Retail investors stung by the stock market collapse have shifted cash from managed funds to assets such as real estate and commodities.
Fund managers estimate that between 50 to 60 per cent of retail investors had pulled out of funds since the markets dived.
With the GCC real estate investment priorities still a question mark, billions of dollars are now heading into real estate markets in China and India.
Real estate funds are benefiting as retail investors migrate towards what they consider a more comfortable asset class.
Bahrain is host to a thriving mutual funds industry. As of December 2006, over 2,100 funds (both off shore and locally domiciled) were registered in Bahrain, representing a 17 per cent growth over the previous year. Of these, 97 were Bahrain domiciled schemes, and 80 were Islamic schemes (including both overseas and Bahrain domiciled schemes). Total assets under management were some $9.3 billion (up nearly 40 per cent on the previous year’s total).

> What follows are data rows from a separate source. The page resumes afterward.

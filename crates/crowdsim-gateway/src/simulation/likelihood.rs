//! Purchase-likelihood extraction from raw completion text.

use std::sync::LazyLock;

use regex::Regex;

#[allow(clippy::expect_used)]
static LIKELIHOOD: LazyLock<Regex> =
    LazyLock::new(|| Regex::new(r"\*(\d{1,3})%\*").expect("likelihood pattern is valid"));

/// First `*N%*` occurrence (1-3 digit integer) in the completion, or `None`
/// when no such pattern occurs. There is no upper-bound check: values above
/// 100 parse and are stored as returned.
pub fn extract_purchase_likelihood(text: &str) -> Option<u32> {
    LIKELIHOOD
        .captures(text)
        .and_then(|caps| caps.get(1))
        .and_then(|digits| digits.as_str().parse().ok())
}
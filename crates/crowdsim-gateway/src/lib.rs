//! crowdsim-gateway: synthetic focus-group simulation over an LLM provider.
//!
//! One HTTP endpoint (`POST /simulation`) expands demographic buckets into
//! named personas, round-robins them through a fixed number of turns against
//! a chat-completions model, extracts a purchase-likelihood percentage from
//! each completion, and persists every turn to a document store. Turns are
//! strictly sequential with a fixed inter-turn delay; the first model failure
//! aborts the whole run.

#![allow(missing_docs)]

mod config;
mod gateway;
mod llm;
mod observability;
mod persona;
mod prompt;
mod simulation;
mod store;
#[doc(hidden)]
pub mod test_support;

pub use config::{
    DEFAULT_INFERENCE_URL, LlmSettings, RuntimeSettings, SimulationConfig, SimulationSettings,
    StoreSettings, load_runtime_settings, load_runtime_settings_from_paths,
    set_config_home_override,
};
pub use gateway::{
    FALLBACK_ERROR_MESSAGE, GatewayState, HealthResponse, MODEL_ERROR_MESSAGE, SimulationResponse,
    router, run_http,
};
pub use llm::{CompletionModel, LlmClient};
pub use persona::{DemographicBucket, Persona, PersonaTraits, TraitValue, generate_personas};
pub use prompt::{EMPTY_TRANSCRIPT_PLACEHOLDER, build_turn_prompt};
pub use simulation::{
    ConversationEntry, DEFAULT_TURN_DELAY_MS, MessageRecord, ProductCost, RunError,
    SimulationOutcome, SimulationRecord, SimulationRequest, SimulationRunner,
    extract_purchase_likelihood,
};
pub use store::SimulationStore;
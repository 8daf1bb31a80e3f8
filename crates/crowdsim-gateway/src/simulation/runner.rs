//! Sequential turn loop: round-robin personas, one awaited model call per turn.

use std::sync::Arc;
use std::time::Duration;

use chrono::Utc;
use thiserror::Error;

use crate::llm::CompletionModel;
use crate::observability::SimulationEvent;
use crate::persona::generate_personas;
use crate::prompt::build_turn_prompt;
use crate::store::SimulationStore;

use super::likelihood::extract_purchase_likelihood;
use super::{ConversationEntry, MessageRecord, SimulationOutcome, SimulationRecord, SimulationRequest};

/// Default pause between turns, throttling calls to the provider.
pub const DEFAULT_TURN_DELAY_MS: u64 = 500;

/// Why a run failed. Model failures map to the gateway's fixed error payload;
/// store failures surface their own message.
#[derive(Debug, Error)]
pub enum RunError {
    #[error("model completion failed at turn {turn}")]
    Model {
        turn: u32,
        #[source]
        source: anyhow::Error,
    },
    #[error("store write failed")]
    Store(#[source] anyhow::Error),
}

/// Runs one simulation to completion or to the first model error.
///
/// Turns are strictly sequential: each model call and store write is awaited
/// before the next turn starts, and the inter-turn delay is unconditional on
/// the success path. There is no retry and no caller-triggered cancellation.
pub struct SimulationRunner {
    model: Arc<dyn CompletionModel>,
    store: SimulationStore,
    turn_delay: Duration,
}

impl SimulationRunner {
    pub fn new(model: Arc<dyn CompletionModel>, store: SimulationStore, turn_delay: Duration) -> Self {
        Self {
            model,
            store,
            turn_delay,
        }
    }

    pub fn store(&self) -> &SimulationStore {
        &self.store
    }

    pub fn turn_delay(&self) -> Duration {
        self.turn_delay
    }

    /// Execute every turn of the request. The simulation record is persisted
    /// before the first turn; messages persisted before a mid-loop model
    /// failure remain in the store (no compensating rollback).
    pub async fn run(&self, request: SimulationRequest) -> Result<SimulationOutcome, RunError> {
        let simulation = SimulationRecord::new(request);
        self.store
            .save_simulation(&simulation)
            .await
            .map_err(RunError::Store)?;

        let personas = generate_personas(&simulation.request.demographics);
        let persona_count = u32::try_from(personas.len()).unwrap_or(u32::MAX);
        let total_turns = persona_count.saturating_mul(simulation.request.number_of_turns);
        tracing::info!(
            event = SimulationEvent::SimulationStarted.as_str(),
            simulation_id = %simulation.id,
            personas = personas.len(),
            total_turns,
            "simulation started"
        );

        let mut conversation: Vec<ConversationEntry> = Vec::new();
        for turn in 1..=total_turns {
            // Deterministic round-robin, independent of model output.
            let speaker = &personas[(turn as usize - 1) % personas.len()];
            let prompt = build_turn_prompt(&simulation.request, &conversation, speaker);

            let text = match self.model.complete(&prompt).await {
                Ok(text) => text,
                Err(source) => {
                    tracing::error!(
                        event = SimulationEvent::ModelCallFailed.as_str(),
                        simulation_id = %simulation.id,
                        turn,
                        error = %source,
                        "model call failed; aborting run"
                    );
                    return Err(RunError::Model { turn, source });
                }
            };

            let purchase_likelihood = extract_purchase_likelihood(&text);
            if let Some(value) = purchase_likelihood.filter(|v| *v > 100) {
                tracing::warn!(
                    event = SimulationEvent::LikelihoodOutOfRange.as_str(),
                    simulation_id = %simulation.id,
                    turn,
                    value,
                    "purchase likelihood above 100; stored as returned"
                );
            }

            conversation.push(ConversationEntry {
                sender: speaker.name.clone(),
                content: text.clone(),
            });
            let message = MessageRecord {
                simulation_id: simulation.id.clone(),
                turn,
                sender: speaker.name.clone(),
                sender_details: speaker.traits.clone(),
                content: text,
                purchase_likelihood,
                created_at: Utc::now(),
            };
            self.store
                .save_message(&message)
                .await
                .map_err(RunError::Store)?;
            tracing::debug!(
                event = SimulationEvent::TurnCompleted.as_str(),
                simulation_id = %simulation.id,
                turn,
                sender = %message.sender,
                likelihood = ?purchase_likelihood,
                "turn completed"
            );

            // Rate throttling toward the provider, not backpressure.
            tokio::time::sleep(self.turn_delay).await;
        }

        tracing::info!(
            event = SimulationEvent::SimulationCompleted.as_str(),
            simulation_id = %simulation.id,
            turns = conversation.len(),
            "simulation completed"
        );
        Ok(SimulationOutcome {
            simulation,
            conversation,
        })
    }
}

Many of Bahrain’s funds have become real estate funds with focus on Asia and not the US market, where the returns are not as high as they once were.
Fund managers say since the kind of returns in the Middle East is yet to be ascertained properly, the decision the investors have is to invest in the US at 6 to 7 per cent returns or venture into Asia where the market is right and one can easily get a 20 per cent return. Investors have long been drawn to US investments because most Gulf countries peg their currencies to the US dollar.

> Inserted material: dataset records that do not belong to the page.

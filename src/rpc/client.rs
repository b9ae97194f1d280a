/* This file is part of Gegofi (https://gego.fi)
 *
 * Copyright (C) 2021-2026 Gegofi foundation
 *
 * This program is free software: you can redistribute it and/or modify
 * it under the terms of the GNU Affero General Public License as
 * published by the Free Software Foundation, either version 3 of the
 * License, or (at your option) any later version.
 *
 * This program is distributed in the hope that it will be useful,
 * but WITHOUT ANY WARRANTY; without even the implied warranty of
 * MERCHANTABILITY or FITNESS FOR A PARTICULAR PURPOSE.  See the
 * GNU Affero General Public License for more details.
 *
 * You should have received a copy of the GNU Affero General Public License
 * along with this program.  If not, see <https://www.gnu.org/licenses/>.
 */

//! JSON-RPC client-side implementation.
use std::{sync::Arc, time::Duration};

use futures::{
    io::{AsyncBufReadExt, AsyncWriteExt, BufReader, ReadHalf, WriteHalf},
    select, AsyncReadExt, FutureExt,
};
use log::{debug, error};
use smol::{channel, net::TcpStream, Timer};
use tinyjson::JsonValue;
use url::Url;

use super::jsonrpc::{JsonRequest, JsonResult};
use crate::{error::RpcError, Error, Result};

/// If the server doesn't reply within this many seconds, the request fails.
const READ_TIMEOUT: Duration = Duration::from_secs(30);

/// JSON-RPC client implementation using asynchronous channels.
pub struct RpcClient {
    req_send: channel::Sender<JsonValue>,
    rep_recv: channel::Receiver<JsonResult>,
    stop_send: channel::Sender<()>,
    endpoint: Url,
}

impl RpcClient {
    /// Instantiate a new JSON-RPC client that connects to the given endpoint.
    /// The communication loop is detached onto the given executor.
    pub async fn new(endpoint: Url, ex: Arc<smol::Executor<'static>>) -> Result<Self> {
        if endpoint.scheme() != "tcp" {
            return Err(Error::UnsupportedTransport(endpoint.scheme().to_string()))
        }

        let Some(host) = endpoint.host_str() else { return Err(Error::ConnectFailed) };
        let Some(port) = endpoint.port() else { return Err(Error::ConnectFailed) };

        let stream = match TcpStream::connect((host, port)).await {
            Ok(s) => s,
            Err(e) => {
                error!(target: "rpc::client", "Connecting to {endpoint} failed: {e}");
                return Err(Error::ConnectFailed)
            }
        };

        let (req_send, req_recv) = channel::unbounded();
        let (rep_send, rep_recv) = channel::unbounded();
        let (stop_send, stop_recv) = channel::unbounded();

        let (reader, writer) = stream.split();
        ex.spawn(Self::reqrep_loop(reader, writer, rep_send, req_recv, stop_recv)).detach();

        Ok(Self { req_send, rep_recv, stop_send, endpoint })
    }

    /// Stop the communication loop and close the connection.
    pub async fn stop(&self) {
        let _ = self.stop_send.send(()).await;
    }

    /// Send a given JSON-RPC request over the instantiated client and wait
    /// for the reply.
    pub async fn request(&self, req: JsonRequest) -> Result<JsonValue> {
        let req_id = req.id;
        debug!(target: "rpc::client", "--> {}", req.stringify()?);

        // If the connection is closed, sending will fail on a closed channel.
        if self.req_send.send((&req).into()).await.is_err() {
            error!(target: "rpc::client", "Unable to send to {} (channels closed)", self.endpoint);
            return Err(Error::NetworkOperationFailed)
        }

        // Likewise for waiting on a closed channel.
        let Ok(reply) = self.rep_recv.recv().await else {
            error!(target: "rpc::client", "Unable to recv from {} (channels closed)", self.endpoint);
            return Err(Error::NetworkOperationFailed)
        };

        match reply {
            JsonResult::Response(rep) => {
                if rep.id != req_id {
                    return Err(RpcError::IdMismatch.into())
                }

                Ok(rep.result)
            }

            JsonResult::Error(e) => Err(RpcError::Server(e.code, e.message).into()),

            JsonResult::Notification(n) => {
                Err(RpcError::UnexpectedReply(format!("notification \"{}\"", n.method)).into())
            }
        }
    }

    /// Oneshot send a given JSON-RPC request over the instantiated client
    /// and stop the communication loop on reply.
    pub async fn oneshot_request(&self, req: JsonRequest) -> Result<JsonValue> {
        let rep = self.request(req).await;
        self.stop().await;
        rep
    }

    /// Internal function that loops on the connection stream and
    /// multiplexes requests and replies. The wire format is one JSON
    /// object per line.
    async fn reqrep_loop(
        reader: ReadHalf<TcpStream>,
        mut writer: WriteHalf<TcpStream>,
        rep_send: channel::Sender<JsonResult>,
        req_recv: channel::Receiver<JsonValue>,
        stop_recv: channel::Receiver<()>,
    ) -> Result<()> {
        let mut reader = BufReader::new(reader);

        loop {
            select! {
                req = req_recv.recv().fuse() => {
                    let Ok(req) = req else { break };

                    let mut line = req.stringify()?;
                    line.push('\n');
                    writer.write_all(line.as_bytes()).await?;

                    let mut buf = String::new();
                    let read = async {
                        reader.read_line(&mut buf).await?;
                        Ok(())
                    };
                    let timeout = async {
                        Timer::after(READ_TIMEOUT).await;
                        Err(Error::ConnectTimeout)
                    };
                    smol::future::or(read, timeout).await?;

                    let val: JsonValue = buf.trim().parse()?;
                    let reply = JsonResult::try_from_value(&val)?;
                    debug!(target: "rpc::client", "<-- {}", buf.trim());

                    if rep_send.send(reply).await.is_err() {
                        break
                    }
                }

                _ = stop_recv.recv().fuse() => break,
            }
        }

        Ok(())
    }
}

After Dubai unleashed a property boom by allowing foreign investment in property in 2002, investors have kept more money in the region to take advantage of rapid growth.
The next frontier is Asia, where Gulf investors are attracted by a growth in demand, upside currency risk, large populations, and a belief that they can eliminate risk with the right local partners.
Commodities is another segment where investors can turn to. The $130 billion invested in commodities globally is expected to rise, with the market likely to stay bullish for the next 10 years.
Growth in demand led by China will keep commodities markets strong as both short-term profit seekers and pension funds pour their money into the sector.
The fundamental reason why commodities should do well is that, as developing countries get richer, they use more commodities, more oil, and they eat more food, particularly meat.
Industry estimates suggest commodity index-linked investment will grow to about $100-110 billion by the end of 2006 from about $85-90 billion currently. Commodities are not correlated to other asset classes like equities and bonds. So basically when equities go down commodities most probably will go up because there is a negative correlation.
Commodities futures are often bought as baskets that include various types of commodity, so large moves in one asset class can affect others.
The closely watched Goldman Sachs Commodity Index is heavily weighted towards oil.
Analysts say regardless of a bull or bear market, pension funds – which are looking for long-term stability as opposed to short-term risk – are allocating up to 5 per cent or more of their portfolios to commodities, which often rise in value when other assets fall and vice versa. That way, funds can hedge their losses.
Most of the $130 billion of global investments were in commodities indices. This amount could double easily in the next three to four years.
What funds can do is to diversify their risk by a kind of an insurance against any major shock affecting the prices of other asset classes like equities or bonds.